Rechtspraak
Rechtbank Noord-Holland (Locatie Haarlem), 14 februari 2024
ECLI:NL:RBNHO:2024:1791
Feiten
Werknemer is op 1 juni 2022 in dienst getreden van werkgeefster op grond van een arbeidsovereenkomst voor drie maanden. Na afloop daarvan is de arbeidsovereenkomst verlengd met een jaar. Op 2 september 2023 heeft werknemer per direct en zonder opzegtermijn ontslag genomen. Op grond van de door werkgeefster opgestelde eindafrekening is zij werknemer € 1.640,42 verschuldigd. Op 7 september 2023 heeft werkgeefster aangegeven het bedrag te verrekenen met de gefixeerde schadevergoeding. Nu de vordering nog openstaat, verzoekt werkgeefster de kantonrechter een gefixeerde schadevergoeding van € 46.128,49 toe te kennen. Werkgeefster stelt dat partijen hun arbeidsovereenkomst voor bepaalde tijd voor de duur van een jaar onder dezelfde voorwaarden als het jaar daarvoor hebben voortgezet tot 1 september 2024. Tussentijdse opzegging was volgens werkgeefster niet mogelijk, waardoor de opzegging op 2 september 2023 tot een gefixeerde schadevergoeding gelijk aan het loon tot 1 september 2024 leidt. Werknemer voert aan dat sprake is van een arbeidsovereenkomst voor onbepaalde tijd omdat hij voorafgaand aan 1 juni 2022 heeft gewerkt voor de eenmanszaak van de enig aandeelhouder van werkgeefster (hierna: betrokkene). Ook stelt werknemer dat de redelijkheid en billijkheid in de weg staan aan toewijzing van de gefixeerde schadevergoeding.
Oordeel
De kantonrechter oordeelt als volgt. Werknemer heeft vanaf 5 december 2021 regelmatig tegen betaling werkzaamheden verricht voor betrokkene.

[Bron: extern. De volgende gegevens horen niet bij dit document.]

//! Catalog service.

use async_trait::async_trait;
use mockall::automock;
use mival::catalog::{CatalogItem, CatalogItemUuid};
use tracing::info;

use crate::{
    database::Db,
    domain::catalog::{
        data::{CatalogItemUpdate, NewCatalogItem},
        errors::CatalogServiceError,
        repository::PgCatalogRepository,
    },
};

#[derive(Debug, Clone)]
pub struct PgCatalogService {
    db: Db,
    repository: PgCatalogRepository,
}

impl PgCatalogService {
    #[must_use]
    pub fn new(db: Db) -> Self {
        Self {
            db,
            repository: PgCatalogRepository::new(),
        }
    }
}

#[async_trait]
impl CatalogService for PgCatalogService {
    async fn list_available(&self) -> Result<Vec<CatalogItem>, CatalogServiceError> {
        let mut tx = self.db.begin_transaction().await?;

        let items = self.repository.list_available(&mut tx).await?;

        tx.commit().await?;

        Ok(items)
    }

    async fn get_item(&self, item: CatalogItemUuid) -> Result<CatalogItem, CatalogServiceError> {
        let mut tx = self.db.begin_transaction().await?;

        let item = self.repository.get_item(&mut tx, item).await?;

        tx.commit().await?;

        Ok(item)
    }

    #[tracing::instrument(
        name = "catalog.service.create_item",
        skip(self, item),
        fields(catalog_item_uuid = %item.uuid, status = %item.status),
        err
    )]
    async fn create_item(&self, item: NewCatalogItem) -> Result<CatalogItem, CatalogServiceError> {
        if item.price.is_sign_negative() && !item.price.is_zero() {
            return Err(CatalogServiceError::InvalidData);
        }

        let mut tx = self.db.begin_transaction().await?;

        let created = self.repository.create_item(&mut tx, item).await?;

        tx.commit().await?;

        info!(catalog_item_uuid = %created.id, "created catalog item");

        Ok(created)
    }

    #[tracing::instrument(
        name = "catalog.service.update_item",
        skip(self, update),
        fields(catalog_item_uuid = %item, price = %update.price, status = %update.status),
        err
    )]
    async fn update_item(
        &self,
        item: CatalogItemUuid,
        update: CatalogItemUpdate,
    ) -> Result<CatalogItem, CatalogServiceError> {
        if update.price.is_sign_negative() && !update.price.is_zero() {
            return Err(CatalogServiceError::InvalidData);
        }

        let mut tx = self.db.begin_transaction().await?;

        let updated = self.repository.update_item(&mut tx, item, update).await?;

        tx.commit().await?;

        Ok(updated)
    }
}

#[automock]
#[async_trait]
pub trait CatalogService: Send + Sync {
    /// Items whose status currently permits purchase.
    async fn list_available(&self) -> Result<Vec<CatalogItem>, CatalogServiceError>;

    /// Retrieve a single item regardless of status.
    async fn get_item(&self, item: CatalogItemUuid) -> Result<CatalogItem, CatalogServiceError>;

    /// Adds an item to the catalog.
    async fn create_item(&self, item: NewCatalogItem) -> Result<CatalogItem, CatalogServiceError>;

    /// Changes an item's price and status. Existing orders keep their frozen
    /// prices.
    async fn update_item(
        &self,
        item: CatalogItemUuid,
        update: CatalogItemUpdate,
    ) -> Result<CatalogItem, CatalogServiceError>;
}
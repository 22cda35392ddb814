//! Orders

pub mod errors;
mod records;
pub(crate) mod repositories;
pub mod service;

pub use errors::OrdersServiceError;
pub use service::*;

Betrokkene heeft erkend dat die werkzaamheden gelijk waren aan de werkzaamheden die vanaf 1 juni 2022 voor werkgeefster zijn verricht. Van 5 december 2021 tot 1 juni 2022 werd werknemer steeds opnieuw opgeroepen. Volgens de kantonrechter is iedere keer dat werknemer daar gehoor aan gaf een nieuwe arbeidsovereenkomst voor bepaalde tijd ontstaan. Het standpunt van werkgeefster dat werknemer destijds als zzp’er werkte, is onvoldoende onderbouwd. Uit betalingsbewijzen blijkt dat sprake was van als salaris aangemerkte betalingen. Er is geen reden om aan te nemen dat sprake was van werkzaamheden met een zelfstandig karakter. Nu de werkzaamheden naadloos zijn voortgezet na 1 juni 2022 moet werkgeefster redelijkerwijs geacht worden opvolgend werkgever te zijn. Op het moment van voortzetting van de werkzaamheden per 1 juni 2022, maar in ieder geval ook op 1 september 2023, was al sprake van meer dan drie tijdelijke contracten achter elkaar. Daarom heeft de dienstbetrekking bij werkgeefster te gelden als aangegaan voor onbepaalde tijd. Werknemer heeft die arbeidsovereenkomst per direct opgezegd op 2 september 2023 zonder dat daarvoor een dringende reden bestond en zonder rekening te houden met de wettelijke opzegtermijn. Daarom is werknemer een gefixeerde schadevergoeding verschuldigd, berekend op basis van de wettelijke opzegtermijn van een maand met opzegging tegen het einde van de maand, hetzij van 2 september tot 31 oktober 2023. De vergoeding staat gelijk aan het loon over die periode ter grootte van € 7.852,11, verminderd met het bedrag van € 1.6440,42 uit de eindafrekening. De resterende vergoeding van € 6.211,69 wordt vermeerderd met de wettelijke rente vanaf 2 september 2023. Het beroep van werknemer op matiging slaagt niet nu het bedrag lager is dan het loon voor drie maanden. Aangezien de mogelijkheid tot matiging in de wet geregeld is, kan het beroep tot matiging op grond van redelijkheid en billijkheid alleen in uitzonderlijke omstandigheden slagen. Aanwezigheid van die omstandigheden is niet gebleken.